— Task statement —
Copy each line of the records that holds the string "handlers".

Top of Given entries

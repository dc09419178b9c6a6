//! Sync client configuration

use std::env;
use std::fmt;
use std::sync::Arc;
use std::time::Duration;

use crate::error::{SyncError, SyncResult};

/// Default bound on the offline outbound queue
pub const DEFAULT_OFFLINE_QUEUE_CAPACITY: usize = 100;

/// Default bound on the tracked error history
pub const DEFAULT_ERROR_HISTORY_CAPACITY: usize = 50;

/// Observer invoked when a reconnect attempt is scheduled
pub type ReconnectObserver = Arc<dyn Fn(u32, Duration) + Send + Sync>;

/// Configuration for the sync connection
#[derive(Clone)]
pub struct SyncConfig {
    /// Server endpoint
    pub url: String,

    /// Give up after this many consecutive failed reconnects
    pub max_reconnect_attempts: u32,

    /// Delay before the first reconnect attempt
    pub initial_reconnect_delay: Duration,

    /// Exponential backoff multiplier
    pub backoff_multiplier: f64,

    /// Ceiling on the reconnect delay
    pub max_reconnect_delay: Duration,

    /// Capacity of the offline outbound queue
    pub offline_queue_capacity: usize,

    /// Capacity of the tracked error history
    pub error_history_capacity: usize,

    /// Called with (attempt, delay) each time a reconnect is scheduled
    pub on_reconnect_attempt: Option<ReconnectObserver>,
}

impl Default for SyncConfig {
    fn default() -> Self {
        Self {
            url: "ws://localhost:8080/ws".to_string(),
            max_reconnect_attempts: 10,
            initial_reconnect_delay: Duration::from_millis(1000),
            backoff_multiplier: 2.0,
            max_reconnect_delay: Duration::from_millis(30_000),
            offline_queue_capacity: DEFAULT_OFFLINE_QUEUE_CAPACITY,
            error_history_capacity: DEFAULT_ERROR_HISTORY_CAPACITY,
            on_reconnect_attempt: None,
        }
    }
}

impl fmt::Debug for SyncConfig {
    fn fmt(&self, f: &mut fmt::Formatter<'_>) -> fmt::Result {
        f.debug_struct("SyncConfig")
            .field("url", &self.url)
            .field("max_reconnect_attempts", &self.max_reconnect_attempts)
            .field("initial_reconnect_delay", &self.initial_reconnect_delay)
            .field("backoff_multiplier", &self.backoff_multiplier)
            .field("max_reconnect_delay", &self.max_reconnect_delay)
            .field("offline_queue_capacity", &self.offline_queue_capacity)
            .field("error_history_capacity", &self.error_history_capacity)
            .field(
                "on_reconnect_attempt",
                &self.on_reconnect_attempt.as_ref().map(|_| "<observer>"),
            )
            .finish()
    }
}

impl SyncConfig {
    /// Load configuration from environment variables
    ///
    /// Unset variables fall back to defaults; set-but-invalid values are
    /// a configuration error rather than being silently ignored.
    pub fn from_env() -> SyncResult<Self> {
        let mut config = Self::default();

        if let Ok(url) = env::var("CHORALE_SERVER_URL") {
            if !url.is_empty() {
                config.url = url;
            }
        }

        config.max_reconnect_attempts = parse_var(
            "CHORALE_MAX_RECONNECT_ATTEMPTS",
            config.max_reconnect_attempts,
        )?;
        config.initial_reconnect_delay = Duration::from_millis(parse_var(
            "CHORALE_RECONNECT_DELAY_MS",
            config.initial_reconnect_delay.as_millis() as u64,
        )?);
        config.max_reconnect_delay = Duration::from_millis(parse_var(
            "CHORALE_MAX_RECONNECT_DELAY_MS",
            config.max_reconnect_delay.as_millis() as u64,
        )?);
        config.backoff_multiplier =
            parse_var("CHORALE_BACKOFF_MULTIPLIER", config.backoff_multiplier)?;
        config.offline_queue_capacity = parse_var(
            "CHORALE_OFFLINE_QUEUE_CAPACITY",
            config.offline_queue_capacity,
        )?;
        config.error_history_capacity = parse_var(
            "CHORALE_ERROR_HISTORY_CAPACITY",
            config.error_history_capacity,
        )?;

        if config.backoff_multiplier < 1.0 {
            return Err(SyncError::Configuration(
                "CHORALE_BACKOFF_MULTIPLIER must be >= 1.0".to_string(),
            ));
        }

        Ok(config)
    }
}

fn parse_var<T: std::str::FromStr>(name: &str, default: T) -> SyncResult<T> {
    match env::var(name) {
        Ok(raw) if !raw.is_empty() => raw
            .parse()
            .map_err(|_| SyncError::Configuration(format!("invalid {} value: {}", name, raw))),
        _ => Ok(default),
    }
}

Bottom of Given entries
Top of Given entries

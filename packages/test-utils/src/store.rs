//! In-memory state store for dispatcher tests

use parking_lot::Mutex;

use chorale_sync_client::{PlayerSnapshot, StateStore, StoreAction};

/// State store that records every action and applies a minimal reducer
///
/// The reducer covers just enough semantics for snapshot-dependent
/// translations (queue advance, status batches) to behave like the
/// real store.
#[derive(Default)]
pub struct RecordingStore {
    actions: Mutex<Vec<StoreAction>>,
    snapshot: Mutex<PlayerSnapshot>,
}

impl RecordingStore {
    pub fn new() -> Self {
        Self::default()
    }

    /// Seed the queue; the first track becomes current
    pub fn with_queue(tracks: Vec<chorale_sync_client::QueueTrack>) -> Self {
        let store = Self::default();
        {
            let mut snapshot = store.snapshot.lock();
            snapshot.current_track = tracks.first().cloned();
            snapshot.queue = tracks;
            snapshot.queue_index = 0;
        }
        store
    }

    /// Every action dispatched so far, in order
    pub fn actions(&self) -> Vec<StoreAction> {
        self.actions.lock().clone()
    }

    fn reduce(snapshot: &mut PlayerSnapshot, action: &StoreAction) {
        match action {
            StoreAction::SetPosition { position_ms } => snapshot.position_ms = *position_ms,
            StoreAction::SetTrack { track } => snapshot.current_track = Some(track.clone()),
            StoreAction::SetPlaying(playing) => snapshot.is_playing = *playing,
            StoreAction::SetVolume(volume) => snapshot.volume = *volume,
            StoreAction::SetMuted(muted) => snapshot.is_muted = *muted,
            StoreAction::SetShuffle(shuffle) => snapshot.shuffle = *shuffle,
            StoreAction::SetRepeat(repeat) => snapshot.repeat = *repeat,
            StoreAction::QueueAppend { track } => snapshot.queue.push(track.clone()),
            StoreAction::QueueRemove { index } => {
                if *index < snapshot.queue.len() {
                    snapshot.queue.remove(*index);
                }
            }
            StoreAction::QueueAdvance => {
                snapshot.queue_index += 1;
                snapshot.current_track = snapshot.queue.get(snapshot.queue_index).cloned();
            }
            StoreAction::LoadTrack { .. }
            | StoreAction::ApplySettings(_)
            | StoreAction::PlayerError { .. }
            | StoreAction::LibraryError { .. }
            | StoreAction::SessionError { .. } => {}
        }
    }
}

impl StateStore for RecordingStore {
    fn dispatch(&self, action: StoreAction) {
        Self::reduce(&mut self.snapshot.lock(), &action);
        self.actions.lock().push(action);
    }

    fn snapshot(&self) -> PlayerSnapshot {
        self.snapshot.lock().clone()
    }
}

Bottom of Given entries
Top of Given entries

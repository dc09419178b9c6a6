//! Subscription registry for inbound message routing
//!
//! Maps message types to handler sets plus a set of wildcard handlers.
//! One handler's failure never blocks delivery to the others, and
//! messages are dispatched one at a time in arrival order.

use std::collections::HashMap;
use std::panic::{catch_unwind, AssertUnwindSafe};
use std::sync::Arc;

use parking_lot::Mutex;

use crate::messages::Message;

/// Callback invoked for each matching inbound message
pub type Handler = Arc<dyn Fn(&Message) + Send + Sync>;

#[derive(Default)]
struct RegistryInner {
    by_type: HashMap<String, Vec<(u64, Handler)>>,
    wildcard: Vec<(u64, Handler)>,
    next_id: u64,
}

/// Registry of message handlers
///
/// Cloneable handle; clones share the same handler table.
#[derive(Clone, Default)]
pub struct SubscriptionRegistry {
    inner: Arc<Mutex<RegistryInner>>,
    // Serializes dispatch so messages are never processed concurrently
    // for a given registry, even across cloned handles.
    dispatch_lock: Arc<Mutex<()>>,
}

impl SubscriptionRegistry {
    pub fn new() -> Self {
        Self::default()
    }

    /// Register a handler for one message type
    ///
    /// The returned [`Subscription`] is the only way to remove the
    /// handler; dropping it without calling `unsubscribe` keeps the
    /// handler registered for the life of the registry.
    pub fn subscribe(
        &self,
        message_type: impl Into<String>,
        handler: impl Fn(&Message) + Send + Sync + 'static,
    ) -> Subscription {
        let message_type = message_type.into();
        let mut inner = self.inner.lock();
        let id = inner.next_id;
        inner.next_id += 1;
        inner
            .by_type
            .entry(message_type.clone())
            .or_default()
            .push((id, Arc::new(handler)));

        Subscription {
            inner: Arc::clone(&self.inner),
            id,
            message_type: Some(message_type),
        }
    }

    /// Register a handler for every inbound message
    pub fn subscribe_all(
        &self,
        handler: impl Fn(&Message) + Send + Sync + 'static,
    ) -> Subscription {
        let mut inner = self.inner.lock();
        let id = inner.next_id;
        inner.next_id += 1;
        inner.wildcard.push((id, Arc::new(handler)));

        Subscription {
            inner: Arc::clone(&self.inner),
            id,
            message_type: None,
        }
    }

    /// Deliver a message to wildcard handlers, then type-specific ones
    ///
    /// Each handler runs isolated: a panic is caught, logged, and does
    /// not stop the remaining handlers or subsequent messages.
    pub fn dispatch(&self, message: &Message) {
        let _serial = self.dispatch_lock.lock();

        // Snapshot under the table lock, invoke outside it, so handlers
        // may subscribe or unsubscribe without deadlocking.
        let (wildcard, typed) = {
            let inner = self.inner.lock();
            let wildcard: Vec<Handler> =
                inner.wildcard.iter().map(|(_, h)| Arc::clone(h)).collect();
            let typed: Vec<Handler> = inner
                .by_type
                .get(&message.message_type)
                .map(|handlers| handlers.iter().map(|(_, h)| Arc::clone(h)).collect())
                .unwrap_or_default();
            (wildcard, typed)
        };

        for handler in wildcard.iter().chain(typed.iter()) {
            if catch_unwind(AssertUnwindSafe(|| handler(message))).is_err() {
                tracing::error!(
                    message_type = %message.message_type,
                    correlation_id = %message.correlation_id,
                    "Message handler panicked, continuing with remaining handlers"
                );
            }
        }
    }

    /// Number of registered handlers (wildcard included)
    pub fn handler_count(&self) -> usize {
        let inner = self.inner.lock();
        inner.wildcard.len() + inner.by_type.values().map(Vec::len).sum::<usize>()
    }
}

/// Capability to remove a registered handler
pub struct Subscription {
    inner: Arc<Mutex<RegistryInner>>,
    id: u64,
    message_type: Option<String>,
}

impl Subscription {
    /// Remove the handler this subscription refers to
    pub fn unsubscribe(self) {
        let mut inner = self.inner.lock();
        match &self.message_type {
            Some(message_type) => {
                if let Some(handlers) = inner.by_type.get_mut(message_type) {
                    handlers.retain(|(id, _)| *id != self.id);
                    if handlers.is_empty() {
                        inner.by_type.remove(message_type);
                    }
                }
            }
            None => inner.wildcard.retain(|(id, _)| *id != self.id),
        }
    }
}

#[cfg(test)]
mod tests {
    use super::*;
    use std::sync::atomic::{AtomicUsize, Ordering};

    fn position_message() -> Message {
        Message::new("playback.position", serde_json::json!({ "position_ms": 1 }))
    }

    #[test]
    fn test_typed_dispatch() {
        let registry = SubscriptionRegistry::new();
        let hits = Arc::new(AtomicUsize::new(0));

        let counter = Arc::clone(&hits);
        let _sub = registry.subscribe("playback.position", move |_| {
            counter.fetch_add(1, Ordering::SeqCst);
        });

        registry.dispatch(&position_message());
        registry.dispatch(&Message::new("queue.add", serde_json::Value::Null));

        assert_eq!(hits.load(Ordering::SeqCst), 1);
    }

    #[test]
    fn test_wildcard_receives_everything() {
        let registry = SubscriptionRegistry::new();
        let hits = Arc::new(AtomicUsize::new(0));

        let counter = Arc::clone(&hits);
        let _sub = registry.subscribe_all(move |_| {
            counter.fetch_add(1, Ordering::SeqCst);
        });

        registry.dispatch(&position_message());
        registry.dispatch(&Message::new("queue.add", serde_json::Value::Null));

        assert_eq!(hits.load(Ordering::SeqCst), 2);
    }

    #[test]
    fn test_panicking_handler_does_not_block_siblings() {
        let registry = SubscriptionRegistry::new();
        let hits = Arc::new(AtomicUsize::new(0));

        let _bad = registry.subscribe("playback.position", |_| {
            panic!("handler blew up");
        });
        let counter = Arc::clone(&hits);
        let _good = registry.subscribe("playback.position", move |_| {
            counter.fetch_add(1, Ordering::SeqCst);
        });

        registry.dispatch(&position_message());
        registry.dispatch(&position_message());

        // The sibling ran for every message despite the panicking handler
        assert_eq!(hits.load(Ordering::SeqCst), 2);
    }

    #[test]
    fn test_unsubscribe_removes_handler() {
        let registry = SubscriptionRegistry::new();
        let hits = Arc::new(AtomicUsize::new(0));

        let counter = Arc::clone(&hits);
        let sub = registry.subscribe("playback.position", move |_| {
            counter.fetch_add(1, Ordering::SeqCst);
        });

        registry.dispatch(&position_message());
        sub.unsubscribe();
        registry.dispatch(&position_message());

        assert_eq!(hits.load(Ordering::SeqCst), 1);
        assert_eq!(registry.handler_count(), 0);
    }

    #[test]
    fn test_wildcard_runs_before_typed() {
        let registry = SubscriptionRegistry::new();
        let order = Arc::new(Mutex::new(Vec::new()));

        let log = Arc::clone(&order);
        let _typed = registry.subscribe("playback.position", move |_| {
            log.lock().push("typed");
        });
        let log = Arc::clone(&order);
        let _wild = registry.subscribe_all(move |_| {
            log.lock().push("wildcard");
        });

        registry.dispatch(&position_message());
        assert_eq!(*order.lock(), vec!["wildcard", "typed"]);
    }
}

Bottom of Given entries

— Output —
//! Maps message types to handler sets plus a set of wildcard handlers.
/// Registry of message handlers
    /// Deliver a message to wildcard handlers, then type-specific ones
    /// not stop the remaining handlers or subsequent messages.
        // Snapshot under the table lock, invoke outside it, so handlers
                .map(|handlers| handlers.iter().map(|(_, h)| Arc::clone(h)).collect())
                    "Message handler panicked, continuing with remaining handlers"
    /// Number of registered handlers (wildcard included)
                if let Some(handlers) = inner.by_type.get_mut(message_type) {
                    handlers.retain(|(id, _)| *id != self.id);
                    if handlers.is_empty() {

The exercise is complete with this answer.